== WORK TO COMPLETE ==
Show, from the records below, all lines that contain the word "Database".

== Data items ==

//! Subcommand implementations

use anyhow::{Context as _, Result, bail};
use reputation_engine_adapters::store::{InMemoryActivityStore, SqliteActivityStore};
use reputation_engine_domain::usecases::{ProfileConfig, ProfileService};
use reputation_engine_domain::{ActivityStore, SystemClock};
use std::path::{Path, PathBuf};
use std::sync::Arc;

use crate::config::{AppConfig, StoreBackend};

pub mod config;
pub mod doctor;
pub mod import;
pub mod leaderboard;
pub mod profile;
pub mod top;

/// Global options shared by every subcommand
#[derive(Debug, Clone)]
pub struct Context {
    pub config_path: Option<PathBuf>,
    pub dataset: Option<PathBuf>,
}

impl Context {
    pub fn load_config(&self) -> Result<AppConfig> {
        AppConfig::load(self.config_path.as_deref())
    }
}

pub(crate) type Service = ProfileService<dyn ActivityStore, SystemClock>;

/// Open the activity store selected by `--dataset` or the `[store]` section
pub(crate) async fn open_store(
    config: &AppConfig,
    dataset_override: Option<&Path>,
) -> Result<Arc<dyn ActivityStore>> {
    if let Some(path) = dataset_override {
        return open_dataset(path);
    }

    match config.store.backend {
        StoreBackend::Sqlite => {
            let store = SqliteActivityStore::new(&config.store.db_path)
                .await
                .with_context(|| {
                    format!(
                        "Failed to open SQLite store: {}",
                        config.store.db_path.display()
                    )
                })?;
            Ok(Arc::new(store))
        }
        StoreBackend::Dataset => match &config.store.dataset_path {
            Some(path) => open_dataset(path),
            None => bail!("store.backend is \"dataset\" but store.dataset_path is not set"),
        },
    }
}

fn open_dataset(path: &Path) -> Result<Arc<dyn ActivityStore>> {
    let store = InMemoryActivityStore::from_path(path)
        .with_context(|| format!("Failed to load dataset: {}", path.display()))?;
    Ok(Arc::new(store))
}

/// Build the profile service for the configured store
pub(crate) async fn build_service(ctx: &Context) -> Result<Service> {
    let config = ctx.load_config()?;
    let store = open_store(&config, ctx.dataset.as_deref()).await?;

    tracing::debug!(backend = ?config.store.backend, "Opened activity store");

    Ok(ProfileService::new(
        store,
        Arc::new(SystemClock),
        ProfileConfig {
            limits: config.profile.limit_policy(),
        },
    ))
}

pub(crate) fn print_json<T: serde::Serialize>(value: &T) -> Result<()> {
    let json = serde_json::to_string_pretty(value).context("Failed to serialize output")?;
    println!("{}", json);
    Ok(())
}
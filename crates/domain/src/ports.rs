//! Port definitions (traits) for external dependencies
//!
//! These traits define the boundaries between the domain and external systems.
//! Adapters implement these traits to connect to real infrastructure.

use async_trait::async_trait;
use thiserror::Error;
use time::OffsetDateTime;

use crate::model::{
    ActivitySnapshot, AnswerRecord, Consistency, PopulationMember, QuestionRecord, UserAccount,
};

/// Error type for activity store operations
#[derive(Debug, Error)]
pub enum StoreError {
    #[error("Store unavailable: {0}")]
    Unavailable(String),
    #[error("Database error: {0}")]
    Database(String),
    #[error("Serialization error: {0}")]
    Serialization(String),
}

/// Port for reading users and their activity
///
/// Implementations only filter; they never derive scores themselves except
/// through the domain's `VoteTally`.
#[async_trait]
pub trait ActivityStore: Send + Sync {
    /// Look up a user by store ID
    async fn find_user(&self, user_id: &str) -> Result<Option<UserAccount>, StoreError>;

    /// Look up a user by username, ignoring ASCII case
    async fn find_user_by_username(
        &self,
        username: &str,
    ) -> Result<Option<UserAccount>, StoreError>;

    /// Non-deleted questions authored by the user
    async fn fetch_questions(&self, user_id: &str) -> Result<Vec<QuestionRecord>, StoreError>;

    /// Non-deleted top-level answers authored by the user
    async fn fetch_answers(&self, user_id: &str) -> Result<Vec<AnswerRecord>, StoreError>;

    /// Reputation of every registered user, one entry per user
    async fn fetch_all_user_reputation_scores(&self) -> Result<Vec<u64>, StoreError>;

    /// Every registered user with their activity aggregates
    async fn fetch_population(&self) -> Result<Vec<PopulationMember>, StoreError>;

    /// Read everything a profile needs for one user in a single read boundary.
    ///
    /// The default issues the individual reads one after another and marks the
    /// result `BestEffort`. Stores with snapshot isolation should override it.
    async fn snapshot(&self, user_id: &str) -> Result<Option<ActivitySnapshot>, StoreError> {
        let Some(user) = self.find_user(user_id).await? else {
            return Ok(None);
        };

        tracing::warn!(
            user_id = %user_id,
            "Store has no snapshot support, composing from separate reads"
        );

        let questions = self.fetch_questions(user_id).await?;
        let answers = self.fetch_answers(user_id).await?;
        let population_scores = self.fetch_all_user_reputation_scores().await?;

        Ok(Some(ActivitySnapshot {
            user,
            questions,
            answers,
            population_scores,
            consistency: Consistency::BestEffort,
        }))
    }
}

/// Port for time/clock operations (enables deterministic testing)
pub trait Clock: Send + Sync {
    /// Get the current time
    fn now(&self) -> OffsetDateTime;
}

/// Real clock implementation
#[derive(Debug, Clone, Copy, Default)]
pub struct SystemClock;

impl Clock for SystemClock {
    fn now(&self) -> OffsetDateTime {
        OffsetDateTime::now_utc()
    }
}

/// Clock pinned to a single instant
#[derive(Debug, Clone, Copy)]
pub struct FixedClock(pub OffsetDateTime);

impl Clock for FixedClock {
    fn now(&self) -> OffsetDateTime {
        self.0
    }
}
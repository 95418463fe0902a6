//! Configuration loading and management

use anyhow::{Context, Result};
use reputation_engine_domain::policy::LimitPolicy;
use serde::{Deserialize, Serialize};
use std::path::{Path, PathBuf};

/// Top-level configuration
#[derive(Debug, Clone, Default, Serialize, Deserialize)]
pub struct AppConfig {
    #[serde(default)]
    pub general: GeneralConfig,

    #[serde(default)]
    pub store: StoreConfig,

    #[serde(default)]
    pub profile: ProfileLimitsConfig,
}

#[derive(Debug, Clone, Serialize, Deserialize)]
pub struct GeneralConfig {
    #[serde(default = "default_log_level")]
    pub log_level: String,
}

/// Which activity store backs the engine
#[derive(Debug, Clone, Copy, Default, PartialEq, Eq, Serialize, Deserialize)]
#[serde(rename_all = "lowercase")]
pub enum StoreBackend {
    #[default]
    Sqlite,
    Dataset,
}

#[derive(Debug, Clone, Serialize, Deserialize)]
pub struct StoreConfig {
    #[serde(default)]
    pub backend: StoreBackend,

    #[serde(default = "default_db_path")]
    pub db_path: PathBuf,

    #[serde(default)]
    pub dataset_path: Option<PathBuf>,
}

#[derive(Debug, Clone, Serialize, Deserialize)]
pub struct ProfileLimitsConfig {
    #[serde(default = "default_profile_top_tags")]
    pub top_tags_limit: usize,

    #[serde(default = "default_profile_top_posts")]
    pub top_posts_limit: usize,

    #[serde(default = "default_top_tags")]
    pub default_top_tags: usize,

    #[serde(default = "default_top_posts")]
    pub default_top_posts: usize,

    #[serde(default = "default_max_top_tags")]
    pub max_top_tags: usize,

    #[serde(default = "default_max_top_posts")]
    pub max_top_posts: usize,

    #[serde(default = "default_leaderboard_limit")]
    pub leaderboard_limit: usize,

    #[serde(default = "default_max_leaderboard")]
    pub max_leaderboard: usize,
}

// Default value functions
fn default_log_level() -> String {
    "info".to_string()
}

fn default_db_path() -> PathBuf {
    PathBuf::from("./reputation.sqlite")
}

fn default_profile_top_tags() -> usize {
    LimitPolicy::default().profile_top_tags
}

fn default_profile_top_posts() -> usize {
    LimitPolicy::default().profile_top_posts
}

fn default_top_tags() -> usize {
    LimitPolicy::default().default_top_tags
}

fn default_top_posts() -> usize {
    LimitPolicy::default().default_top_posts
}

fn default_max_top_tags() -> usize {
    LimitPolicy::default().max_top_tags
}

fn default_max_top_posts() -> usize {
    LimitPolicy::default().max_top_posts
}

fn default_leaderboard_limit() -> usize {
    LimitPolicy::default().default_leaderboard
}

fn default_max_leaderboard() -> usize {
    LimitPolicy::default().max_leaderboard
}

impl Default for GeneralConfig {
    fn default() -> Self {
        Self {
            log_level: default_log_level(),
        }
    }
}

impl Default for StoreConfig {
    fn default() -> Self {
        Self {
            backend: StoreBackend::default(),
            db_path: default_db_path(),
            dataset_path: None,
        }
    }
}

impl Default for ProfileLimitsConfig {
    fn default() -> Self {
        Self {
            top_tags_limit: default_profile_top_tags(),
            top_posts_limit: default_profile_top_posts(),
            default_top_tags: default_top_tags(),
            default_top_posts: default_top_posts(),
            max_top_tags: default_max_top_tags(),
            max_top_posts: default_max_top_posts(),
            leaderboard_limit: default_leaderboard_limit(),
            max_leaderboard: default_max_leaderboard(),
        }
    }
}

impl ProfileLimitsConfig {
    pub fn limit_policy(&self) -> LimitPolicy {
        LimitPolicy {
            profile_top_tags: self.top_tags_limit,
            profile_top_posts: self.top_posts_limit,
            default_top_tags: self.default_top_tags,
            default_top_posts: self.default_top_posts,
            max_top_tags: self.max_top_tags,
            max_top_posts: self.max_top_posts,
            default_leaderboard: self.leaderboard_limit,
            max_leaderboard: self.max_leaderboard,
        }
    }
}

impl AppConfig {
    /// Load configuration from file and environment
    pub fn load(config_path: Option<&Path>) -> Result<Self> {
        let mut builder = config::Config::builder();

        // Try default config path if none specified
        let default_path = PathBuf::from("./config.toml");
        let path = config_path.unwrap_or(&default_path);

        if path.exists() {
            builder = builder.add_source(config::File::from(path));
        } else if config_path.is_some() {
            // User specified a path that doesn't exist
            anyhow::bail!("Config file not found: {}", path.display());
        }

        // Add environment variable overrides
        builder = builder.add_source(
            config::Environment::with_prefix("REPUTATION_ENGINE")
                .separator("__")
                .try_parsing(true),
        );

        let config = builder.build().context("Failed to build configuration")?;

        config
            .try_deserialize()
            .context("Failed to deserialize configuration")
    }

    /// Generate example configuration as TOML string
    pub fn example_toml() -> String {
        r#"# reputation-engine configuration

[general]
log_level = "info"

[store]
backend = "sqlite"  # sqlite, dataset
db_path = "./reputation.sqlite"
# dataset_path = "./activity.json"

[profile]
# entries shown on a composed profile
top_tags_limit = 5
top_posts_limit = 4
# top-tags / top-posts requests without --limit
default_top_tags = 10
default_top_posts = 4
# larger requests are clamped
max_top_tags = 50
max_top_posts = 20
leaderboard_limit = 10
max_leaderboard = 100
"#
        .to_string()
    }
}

== WRITTEN ANSWER ==
    #[error("Database error: {0}")]
    Database(String),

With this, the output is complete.